» YOUR GOAL:
Write out, unaltered, each line from the top of the records below down to the line where "by IATA code" appears, that line included.

[Recorded data]
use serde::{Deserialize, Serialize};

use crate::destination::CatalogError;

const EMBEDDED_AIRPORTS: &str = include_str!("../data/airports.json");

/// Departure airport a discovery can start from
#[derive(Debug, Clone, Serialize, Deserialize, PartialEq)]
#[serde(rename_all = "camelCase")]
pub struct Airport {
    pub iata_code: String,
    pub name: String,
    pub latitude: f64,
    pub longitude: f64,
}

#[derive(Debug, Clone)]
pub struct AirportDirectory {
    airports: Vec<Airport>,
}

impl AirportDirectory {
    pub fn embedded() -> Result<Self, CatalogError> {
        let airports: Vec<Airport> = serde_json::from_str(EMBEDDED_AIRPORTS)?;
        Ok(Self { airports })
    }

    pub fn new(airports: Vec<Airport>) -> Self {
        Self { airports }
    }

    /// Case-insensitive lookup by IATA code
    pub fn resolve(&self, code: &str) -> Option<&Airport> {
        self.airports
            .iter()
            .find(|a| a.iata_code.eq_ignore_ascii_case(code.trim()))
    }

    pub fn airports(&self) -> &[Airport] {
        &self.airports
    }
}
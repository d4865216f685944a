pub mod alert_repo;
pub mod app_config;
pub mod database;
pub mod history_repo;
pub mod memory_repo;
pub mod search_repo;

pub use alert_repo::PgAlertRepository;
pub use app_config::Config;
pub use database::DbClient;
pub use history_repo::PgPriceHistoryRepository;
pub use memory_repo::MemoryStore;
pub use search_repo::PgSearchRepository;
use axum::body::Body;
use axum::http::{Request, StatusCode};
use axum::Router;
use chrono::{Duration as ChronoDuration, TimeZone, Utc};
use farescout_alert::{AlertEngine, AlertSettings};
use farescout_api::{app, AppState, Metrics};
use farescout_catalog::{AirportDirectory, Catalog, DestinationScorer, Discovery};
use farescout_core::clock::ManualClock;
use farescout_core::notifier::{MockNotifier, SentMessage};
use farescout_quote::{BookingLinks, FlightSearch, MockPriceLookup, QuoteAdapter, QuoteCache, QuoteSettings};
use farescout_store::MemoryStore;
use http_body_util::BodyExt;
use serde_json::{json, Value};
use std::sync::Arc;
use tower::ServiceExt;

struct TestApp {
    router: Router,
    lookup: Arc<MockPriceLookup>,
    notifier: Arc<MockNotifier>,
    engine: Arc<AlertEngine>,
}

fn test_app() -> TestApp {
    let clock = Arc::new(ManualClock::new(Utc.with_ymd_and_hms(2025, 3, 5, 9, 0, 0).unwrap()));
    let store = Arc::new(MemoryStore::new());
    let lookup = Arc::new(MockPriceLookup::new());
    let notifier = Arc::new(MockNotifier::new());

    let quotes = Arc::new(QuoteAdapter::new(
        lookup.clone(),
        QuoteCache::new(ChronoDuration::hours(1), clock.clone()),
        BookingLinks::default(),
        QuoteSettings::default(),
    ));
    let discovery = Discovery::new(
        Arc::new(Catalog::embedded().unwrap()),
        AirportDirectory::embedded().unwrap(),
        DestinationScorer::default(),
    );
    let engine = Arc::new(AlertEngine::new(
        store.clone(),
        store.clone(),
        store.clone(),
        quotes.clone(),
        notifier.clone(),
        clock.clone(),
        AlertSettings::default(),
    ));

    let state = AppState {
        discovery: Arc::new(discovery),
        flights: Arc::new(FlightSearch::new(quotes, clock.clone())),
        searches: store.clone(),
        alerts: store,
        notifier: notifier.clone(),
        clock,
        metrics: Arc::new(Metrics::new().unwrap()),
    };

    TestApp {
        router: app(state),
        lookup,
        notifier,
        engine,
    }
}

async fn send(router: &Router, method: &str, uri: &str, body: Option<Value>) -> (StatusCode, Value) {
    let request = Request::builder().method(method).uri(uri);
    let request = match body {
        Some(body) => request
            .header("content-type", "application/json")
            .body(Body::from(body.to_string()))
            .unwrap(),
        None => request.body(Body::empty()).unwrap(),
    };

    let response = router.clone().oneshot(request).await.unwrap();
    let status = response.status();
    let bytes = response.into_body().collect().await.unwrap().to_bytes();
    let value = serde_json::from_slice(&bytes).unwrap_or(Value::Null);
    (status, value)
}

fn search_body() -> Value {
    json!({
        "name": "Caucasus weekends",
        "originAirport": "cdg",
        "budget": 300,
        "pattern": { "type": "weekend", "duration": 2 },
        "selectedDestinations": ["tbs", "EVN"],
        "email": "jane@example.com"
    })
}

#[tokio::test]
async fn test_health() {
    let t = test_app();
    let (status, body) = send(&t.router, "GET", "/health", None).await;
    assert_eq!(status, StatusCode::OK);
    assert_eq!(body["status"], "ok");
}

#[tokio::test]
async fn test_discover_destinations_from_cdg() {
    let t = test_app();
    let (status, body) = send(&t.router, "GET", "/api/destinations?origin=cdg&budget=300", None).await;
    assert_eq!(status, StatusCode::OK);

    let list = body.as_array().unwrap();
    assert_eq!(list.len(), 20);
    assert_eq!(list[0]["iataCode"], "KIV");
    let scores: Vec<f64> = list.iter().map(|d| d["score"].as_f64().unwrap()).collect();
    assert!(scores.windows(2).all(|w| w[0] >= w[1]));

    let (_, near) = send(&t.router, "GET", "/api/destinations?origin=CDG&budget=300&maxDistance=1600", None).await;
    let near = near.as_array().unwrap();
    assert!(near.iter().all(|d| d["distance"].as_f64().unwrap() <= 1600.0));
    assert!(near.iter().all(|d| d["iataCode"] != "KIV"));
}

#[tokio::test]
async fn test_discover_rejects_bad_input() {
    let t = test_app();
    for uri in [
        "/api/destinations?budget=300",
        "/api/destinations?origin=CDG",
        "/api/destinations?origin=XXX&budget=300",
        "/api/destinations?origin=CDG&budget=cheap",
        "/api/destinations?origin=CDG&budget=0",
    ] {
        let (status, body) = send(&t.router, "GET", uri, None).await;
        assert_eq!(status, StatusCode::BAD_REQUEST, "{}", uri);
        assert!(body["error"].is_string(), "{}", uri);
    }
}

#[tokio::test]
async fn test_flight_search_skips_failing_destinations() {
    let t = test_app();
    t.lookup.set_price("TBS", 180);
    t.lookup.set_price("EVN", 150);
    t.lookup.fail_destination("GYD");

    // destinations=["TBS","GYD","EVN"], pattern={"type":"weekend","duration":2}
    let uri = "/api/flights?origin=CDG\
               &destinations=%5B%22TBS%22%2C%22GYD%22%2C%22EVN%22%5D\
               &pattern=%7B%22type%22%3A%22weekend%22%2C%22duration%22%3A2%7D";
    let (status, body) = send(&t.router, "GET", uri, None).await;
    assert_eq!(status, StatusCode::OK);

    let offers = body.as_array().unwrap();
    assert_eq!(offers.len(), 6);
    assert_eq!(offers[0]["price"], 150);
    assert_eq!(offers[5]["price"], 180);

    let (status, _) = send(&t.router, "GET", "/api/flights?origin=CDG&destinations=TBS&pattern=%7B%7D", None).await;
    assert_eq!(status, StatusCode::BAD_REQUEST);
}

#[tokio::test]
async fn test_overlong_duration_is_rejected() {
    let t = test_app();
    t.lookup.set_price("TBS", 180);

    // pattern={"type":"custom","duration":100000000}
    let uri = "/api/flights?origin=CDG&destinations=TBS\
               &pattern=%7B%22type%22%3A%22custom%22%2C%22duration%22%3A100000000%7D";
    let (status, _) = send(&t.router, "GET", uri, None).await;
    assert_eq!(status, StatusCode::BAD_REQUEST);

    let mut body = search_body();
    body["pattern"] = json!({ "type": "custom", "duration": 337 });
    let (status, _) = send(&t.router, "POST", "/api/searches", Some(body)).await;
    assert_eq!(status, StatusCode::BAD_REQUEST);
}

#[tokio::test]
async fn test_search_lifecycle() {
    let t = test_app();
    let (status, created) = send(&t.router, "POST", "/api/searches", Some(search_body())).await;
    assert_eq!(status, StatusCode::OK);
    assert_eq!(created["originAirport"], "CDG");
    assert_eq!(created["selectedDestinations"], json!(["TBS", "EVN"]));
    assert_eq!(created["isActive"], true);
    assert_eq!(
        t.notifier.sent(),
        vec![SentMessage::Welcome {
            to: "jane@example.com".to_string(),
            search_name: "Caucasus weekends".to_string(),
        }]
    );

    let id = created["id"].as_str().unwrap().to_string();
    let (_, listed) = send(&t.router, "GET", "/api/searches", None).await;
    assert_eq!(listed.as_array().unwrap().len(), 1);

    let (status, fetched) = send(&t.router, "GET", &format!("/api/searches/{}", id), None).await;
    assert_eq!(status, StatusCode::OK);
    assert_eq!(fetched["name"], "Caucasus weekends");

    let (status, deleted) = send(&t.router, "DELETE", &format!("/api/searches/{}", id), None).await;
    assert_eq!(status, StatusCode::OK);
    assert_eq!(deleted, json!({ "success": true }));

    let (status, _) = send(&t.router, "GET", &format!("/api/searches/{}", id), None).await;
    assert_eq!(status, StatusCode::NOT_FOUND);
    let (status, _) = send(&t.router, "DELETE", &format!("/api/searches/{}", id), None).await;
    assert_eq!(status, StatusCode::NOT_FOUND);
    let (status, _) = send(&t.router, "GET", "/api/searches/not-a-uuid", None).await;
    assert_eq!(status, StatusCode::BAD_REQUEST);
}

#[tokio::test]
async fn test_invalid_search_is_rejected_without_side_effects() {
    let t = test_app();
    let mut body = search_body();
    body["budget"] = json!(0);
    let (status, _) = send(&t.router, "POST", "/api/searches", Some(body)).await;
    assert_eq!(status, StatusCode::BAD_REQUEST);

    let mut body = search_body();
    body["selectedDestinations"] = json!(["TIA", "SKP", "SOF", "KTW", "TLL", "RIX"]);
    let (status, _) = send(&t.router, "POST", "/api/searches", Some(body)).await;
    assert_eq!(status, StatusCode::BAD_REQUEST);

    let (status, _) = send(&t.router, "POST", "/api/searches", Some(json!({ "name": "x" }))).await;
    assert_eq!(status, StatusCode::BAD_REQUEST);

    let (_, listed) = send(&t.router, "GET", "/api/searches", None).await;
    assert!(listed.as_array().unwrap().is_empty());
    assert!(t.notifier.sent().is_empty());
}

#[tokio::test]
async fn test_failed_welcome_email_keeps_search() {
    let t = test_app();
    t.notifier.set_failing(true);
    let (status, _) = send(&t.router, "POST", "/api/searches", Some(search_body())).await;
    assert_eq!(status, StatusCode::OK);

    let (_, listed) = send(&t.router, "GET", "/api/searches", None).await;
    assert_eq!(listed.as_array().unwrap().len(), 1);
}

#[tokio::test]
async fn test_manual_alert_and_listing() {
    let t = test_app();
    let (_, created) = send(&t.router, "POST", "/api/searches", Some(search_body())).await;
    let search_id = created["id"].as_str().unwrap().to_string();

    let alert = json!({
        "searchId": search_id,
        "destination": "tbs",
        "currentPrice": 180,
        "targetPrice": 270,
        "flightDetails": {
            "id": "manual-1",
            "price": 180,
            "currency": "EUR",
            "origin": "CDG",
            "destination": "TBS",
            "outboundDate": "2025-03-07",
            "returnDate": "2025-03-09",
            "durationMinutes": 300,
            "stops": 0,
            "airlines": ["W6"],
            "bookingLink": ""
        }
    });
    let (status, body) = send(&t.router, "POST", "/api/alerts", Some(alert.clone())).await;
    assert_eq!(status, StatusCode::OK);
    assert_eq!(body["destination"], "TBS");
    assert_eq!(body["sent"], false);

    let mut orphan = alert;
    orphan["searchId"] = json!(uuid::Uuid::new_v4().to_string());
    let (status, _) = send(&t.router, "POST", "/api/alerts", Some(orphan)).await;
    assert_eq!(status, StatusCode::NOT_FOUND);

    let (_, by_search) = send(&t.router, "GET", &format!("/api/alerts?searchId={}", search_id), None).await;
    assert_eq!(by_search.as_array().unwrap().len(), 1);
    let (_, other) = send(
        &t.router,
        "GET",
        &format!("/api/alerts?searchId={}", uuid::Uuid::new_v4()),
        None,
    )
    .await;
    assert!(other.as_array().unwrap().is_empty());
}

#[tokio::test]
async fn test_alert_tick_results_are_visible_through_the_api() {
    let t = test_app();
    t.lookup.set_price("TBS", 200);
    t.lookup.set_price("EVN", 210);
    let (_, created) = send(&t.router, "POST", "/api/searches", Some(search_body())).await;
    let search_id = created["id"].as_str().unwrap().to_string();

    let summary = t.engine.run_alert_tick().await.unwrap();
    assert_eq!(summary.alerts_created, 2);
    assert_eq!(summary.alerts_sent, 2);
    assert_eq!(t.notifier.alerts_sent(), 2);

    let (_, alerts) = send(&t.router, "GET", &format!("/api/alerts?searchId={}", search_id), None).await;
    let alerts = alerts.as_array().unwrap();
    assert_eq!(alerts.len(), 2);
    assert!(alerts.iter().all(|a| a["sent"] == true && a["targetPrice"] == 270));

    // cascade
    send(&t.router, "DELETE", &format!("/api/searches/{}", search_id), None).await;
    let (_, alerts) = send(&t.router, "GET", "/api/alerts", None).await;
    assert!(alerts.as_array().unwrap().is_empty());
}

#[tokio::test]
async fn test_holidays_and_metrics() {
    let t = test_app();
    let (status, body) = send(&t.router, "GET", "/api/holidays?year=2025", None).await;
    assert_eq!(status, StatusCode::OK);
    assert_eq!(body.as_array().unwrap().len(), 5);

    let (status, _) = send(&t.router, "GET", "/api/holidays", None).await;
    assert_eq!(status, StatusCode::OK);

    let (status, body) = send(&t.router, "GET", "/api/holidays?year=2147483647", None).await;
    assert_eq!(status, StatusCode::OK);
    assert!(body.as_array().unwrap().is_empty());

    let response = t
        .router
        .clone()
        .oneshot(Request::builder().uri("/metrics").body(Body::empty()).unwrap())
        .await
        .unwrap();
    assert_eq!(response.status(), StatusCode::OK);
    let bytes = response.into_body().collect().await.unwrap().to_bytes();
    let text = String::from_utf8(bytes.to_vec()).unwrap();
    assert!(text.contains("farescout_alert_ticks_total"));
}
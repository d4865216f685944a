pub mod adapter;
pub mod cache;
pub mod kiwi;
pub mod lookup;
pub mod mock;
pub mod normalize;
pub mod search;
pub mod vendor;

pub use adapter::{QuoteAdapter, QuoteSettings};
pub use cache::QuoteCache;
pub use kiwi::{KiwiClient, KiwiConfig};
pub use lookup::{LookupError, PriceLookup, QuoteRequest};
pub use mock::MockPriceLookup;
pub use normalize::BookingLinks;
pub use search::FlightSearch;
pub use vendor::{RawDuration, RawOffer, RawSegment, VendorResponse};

» YOUR RESPONSE:
use serde::{Deserialize, Serialize};

use crate::destination::CatalogError;

const EMBEDDED_AIRPORTS: &str = include_str!("../data/airports.json");

/// Departure airport a discovery can start from
#[derive(Debug, Clone, Serialize, Deserialize, PartialEq)]
#[serde(rename_all = "camelCase")]
pub struct Airport {
    pub iata_code: String,
    pub name: String,
    pub latitude: f64,
    pub longitude: f64,
}

#[derive(Debug, Clone)]
pub struct AirportDirectory {
    airports: Vec<Airport>,
}

impl AirportDirectory {
    pub fn embedded() -> Result<Self, CatalogError> {
        let airports: Vec<Airport> = serde_json::from_str(EMBEDDED_AIRPORTS)?;
        Ok(Self { airports })
    }

    pub fn new(airports: Vec<Airport>) -> Self {
        Self { airports }
    }

    /// Case-insensitive lookup by IATA code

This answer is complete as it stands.